__Provided material__:
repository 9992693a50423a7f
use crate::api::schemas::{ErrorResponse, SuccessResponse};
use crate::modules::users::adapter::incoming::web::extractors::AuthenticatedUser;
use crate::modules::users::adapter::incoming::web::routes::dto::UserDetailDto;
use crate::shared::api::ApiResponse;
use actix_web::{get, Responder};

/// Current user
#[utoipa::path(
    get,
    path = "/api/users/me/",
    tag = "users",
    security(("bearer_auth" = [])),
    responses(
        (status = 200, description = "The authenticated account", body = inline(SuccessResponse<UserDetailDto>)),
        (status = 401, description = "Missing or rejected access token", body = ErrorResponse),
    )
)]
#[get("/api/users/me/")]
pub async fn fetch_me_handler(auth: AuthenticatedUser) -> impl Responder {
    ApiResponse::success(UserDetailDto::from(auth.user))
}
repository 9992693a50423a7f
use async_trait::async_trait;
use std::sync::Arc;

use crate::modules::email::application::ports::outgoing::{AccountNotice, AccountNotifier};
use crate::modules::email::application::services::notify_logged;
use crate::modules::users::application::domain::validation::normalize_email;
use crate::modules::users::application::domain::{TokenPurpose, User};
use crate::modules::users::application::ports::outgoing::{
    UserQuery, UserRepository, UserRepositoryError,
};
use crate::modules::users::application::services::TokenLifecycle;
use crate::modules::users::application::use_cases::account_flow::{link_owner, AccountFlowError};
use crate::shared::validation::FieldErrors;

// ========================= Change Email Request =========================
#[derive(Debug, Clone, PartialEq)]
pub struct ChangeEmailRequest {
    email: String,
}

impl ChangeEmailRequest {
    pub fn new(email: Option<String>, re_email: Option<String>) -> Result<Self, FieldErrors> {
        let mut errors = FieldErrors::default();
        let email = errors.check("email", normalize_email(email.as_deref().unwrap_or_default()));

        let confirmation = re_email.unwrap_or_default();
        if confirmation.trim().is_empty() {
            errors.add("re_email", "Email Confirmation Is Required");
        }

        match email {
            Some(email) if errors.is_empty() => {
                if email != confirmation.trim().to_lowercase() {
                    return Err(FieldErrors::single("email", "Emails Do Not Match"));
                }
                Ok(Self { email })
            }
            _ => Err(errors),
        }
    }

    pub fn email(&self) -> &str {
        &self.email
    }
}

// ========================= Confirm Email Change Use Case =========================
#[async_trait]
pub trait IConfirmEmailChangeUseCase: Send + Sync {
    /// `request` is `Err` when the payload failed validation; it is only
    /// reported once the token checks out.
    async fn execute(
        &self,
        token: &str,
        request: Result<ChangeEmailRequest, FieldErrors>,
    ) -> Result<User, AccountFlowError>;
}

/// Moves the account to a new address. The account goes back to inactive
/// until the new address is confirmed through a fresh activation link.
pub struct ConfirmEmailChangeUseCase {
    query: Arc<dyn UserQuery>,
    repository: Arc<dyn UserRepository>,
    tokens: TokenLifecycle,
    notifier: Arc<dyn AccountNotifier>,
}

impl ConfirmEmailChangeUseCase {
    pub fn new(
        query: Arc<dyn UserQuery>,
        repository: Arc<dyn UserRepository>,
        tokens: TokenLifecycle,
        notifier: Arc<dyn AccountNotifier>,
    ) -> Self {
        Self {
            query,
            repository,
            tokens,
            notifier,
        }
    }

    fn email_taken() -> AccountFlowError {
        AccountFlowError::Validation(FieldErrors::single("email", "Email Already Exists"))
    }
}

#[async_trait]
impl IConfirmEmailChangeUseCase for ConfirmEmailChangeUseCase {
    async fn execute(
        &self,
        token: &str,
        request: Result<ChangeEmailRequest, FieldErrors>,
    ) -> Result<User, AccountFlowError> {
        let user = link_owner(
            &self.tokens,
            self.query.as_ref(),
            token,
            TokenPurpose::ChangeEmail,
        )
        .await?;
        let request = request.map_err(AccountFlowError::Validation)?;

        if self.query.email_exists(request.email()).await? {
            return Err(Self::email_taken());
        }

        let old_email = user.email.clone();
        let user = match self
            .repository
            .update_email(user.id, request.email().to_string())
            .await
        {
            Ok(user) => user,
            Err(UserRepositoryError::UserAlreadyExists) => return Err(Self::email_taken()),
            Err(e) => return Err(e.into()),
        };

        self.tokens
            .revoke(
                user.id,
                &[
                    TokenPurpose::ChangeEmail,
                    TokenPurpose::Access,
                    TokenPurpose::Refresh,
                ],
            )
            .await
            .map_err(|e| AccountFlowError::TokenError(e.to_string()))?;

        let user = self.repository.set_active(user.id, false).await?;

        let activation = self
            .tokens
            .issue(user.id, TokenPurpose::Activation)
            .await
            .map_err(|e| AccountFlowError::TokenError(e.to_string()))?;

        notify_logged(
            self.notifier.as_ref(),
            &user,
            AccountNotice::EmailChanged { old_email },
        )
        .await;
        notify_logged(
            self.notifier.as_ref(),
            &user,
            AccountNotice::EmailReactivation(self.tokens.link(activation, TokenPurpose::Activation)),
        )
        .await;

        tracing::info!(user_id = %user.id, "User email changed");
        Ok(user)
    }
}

==

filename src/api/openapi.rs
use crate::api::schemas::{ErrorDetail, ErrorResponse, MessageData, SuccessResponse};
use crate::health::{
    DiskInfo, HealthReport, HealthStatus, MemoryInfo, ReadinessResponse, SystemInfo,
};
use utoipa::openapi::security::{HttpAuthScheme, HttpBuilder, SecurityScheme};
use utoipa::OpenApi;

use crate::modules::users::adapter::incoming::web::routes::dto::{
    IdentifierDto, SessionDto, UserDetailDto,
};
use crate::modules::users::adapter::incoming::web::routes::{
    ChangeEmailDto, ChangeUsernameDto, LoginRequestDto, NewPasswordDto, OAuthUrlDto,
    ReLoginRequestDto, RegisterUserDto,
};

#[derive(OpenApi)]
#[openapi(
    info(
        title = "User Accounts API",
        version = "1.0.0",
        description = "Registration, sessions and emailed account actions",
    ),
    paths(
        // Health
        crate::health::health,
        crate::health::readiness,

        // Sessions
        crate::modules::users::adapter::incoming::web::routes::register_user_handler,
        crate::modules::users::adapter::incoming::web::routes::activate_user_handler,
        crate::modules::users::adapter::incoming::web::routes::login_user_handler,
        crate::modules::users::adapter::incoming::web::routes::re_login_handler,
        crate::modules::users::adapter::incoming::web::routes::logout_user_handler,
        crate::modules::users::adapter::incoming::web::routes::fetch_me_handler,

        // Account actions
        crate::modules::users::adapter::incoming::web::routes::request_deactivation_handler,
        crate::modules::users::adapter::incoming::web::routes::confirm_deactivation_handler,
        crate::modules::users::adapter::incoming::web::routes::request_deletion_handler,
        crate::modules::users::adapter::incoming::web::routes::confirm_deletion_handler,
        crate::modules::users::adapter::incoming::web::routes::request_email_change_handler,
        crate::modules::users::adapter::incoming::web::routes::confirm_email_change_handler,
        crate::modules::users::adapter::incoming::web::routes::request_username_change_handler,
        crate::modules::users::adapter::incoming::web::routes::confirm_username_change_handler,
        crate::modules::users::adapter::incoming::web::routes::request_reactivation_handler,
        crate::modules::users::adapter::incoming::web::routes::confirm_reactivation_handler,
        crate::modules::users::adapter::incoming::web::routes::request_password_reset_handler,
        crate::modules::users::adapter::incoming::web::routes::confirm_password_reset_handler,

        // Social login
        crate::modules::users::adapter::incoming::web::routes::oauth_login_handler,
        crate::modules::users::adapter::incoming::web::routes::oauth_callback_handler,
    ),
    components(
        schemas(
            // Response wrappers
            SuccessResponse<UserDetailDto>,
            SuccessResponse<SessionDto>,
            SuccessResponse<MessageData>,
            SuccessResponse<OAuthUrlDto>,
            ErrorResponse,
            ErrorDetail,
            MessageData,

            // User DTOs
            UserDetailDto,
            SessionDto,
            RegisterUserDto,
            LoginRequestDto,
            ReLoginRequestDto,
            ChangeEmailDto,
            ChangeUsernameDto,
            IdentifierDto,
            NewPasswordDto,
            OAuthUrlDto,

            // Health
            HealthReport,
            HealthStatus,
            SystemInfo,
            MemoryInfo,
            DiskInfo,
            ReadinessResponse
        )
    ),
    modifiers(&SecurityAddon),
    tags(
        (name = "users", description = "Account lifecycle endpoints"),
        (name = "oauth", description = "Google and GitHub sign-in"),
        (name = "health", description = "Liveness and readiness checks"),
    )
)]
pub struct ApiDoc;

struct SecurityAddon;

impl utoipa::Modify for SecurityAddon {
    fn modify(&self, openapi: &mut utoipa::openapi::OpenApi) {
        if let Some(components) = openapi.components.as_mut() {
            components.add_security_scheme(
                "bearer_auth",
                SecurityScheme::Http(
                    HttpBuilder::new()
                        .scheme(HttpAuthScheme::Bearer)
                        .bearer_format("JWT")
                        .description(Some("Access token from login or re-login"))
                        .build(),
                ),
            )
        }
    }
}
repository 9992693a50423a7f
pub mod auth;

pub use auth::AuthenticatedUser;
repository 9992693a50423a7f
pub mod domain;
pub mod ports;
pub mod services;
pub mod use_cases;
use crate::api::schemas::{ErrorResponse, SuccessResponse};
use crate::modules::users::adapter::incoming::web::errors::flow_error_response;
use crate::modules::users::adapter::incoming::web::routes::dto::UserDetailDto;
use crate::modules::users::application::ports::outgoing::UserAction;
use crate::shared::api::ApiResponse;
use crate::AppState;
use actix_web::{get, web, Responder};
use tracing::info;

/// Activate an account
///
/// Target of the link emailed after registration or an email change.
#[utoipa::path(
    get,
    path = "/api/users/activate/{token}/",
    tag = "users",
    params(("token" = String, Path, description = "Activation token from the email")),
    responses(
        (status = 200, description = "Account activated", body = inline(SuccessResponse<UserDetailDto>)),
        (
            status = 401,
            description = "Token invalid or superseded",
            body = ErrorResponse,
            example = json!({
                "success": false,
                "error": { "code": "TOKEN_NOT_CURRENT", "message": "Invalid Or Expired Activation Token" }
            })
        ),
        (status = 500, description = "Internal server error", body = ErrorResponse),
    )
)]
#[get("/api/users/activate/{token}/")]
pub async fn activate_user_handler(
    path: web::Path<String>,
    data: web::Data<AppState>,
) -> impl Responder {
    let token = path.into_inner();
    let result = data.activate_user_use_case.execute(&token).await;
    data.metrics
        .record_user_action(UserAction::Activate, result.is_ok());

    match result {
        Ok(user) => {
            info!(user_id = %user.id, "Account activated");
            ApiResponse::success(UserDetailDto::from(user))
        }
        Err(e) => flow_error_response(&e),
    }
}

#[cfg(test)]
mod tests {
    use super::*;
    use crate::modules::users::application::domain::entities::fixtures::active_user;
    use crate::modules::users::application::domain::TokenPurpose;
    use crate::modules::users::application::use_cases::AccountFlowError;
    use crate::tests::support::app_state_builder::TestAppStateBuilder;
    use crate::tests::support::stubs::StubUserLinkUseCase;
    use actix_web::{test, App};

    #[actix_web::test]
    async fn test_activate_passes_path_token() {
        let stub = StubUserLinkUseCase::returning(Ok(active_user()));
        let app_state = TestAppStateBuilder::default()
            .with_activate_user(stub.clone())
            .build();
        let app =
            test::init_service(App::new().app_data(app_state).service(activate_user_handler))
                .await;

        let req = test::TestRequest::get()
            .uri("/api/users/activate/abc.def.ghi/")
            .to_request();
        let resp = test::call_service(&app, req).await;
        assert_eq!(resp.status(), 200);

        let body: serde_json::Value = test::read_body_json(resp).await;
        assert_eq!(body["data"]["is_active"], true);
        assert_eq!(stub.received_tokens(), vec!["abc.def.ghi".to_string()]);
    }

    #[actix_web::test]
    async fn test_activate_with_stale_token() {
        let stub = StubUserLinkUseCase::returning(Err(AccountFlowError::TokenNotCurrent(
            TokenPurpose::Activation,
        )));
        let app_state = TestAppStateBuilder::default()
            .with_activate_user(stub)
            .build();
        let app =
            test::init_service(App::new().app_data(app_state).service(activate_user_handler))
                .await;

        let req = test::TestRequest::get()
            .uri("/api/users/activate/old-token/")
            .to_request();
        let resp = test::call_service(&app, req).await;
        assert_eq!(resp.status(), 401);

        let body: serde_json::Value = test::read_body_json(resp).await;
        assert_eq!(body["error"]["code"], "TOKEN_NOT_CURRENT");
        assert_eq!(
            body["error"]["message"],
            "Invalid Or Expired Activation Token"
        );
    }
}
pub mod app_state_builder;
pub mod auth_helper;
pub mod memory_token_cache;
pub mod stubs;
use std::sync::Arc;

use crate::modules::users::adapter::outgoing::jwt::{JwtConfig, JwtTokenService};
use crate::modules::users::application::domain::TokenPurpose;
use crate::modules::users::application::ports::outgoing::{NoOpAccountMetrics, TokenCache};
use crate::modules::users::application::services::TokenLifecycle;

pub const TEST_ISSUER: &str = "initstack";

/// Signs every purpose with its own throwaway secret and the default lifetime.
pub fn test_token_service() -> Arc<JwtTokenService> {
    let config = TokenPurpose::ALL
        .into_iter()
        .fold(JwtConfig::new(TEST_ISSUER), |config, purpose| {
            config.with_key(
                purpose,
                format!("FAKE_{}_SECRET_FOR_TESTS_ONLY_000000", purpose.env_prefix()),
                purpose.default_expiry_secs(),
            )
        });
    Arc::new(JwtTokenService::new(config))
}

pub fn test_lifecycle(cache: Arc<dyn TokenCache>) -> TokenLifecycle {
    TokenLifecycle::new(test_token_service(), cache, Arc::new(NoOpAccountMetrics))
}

---

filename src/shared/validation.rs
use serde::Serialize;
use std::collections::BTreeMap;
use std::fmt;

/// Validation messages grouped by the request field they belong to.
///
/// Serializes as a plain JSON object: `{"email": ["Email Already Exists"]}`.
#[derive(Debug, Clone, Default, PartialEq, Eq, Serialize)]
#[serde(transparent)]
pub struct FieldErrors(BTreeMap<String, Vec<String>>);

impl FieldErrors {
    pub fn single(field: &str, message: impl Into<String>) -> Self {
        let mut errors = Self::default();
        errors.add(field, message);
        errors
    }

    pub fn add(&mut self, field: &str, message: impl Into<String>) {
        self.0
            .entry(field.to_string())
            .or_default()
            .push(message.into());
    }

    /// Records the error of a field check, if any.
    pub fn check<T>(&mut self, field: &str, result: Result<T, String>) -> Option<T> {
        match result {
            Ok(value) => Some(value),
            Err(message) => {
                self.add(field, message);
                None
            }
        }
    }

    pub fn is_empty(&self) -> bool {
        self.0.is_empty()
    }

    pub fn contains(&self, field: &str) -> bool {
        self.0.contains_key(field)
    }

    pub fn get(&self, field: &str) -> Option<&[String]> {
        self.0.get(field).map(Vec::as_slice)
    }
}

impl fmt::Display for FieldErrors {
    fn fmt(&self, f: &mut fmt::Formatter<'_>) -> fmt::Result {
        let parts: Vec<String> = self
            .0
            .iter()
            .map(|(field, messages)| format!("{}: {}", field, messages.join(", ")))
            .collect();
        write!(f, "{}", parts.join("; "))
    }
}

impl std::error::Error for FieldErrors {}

__Task brief__:
Every line above that includes the string "domain" needs to be copied.

__Answer for this exercise__:
use crate::modules::users::application::domain::validation::normalize_email;
use crate::modules::users::application::domain::{TokenPurpose, User};
pub mod domain;
    use crate::modules::users::application::domain::entities::fixtures::active_user;
    use crate::modules::users::application::domain::TokenPurpose;
use crate::modules::users::application::domain::TokenPurpose;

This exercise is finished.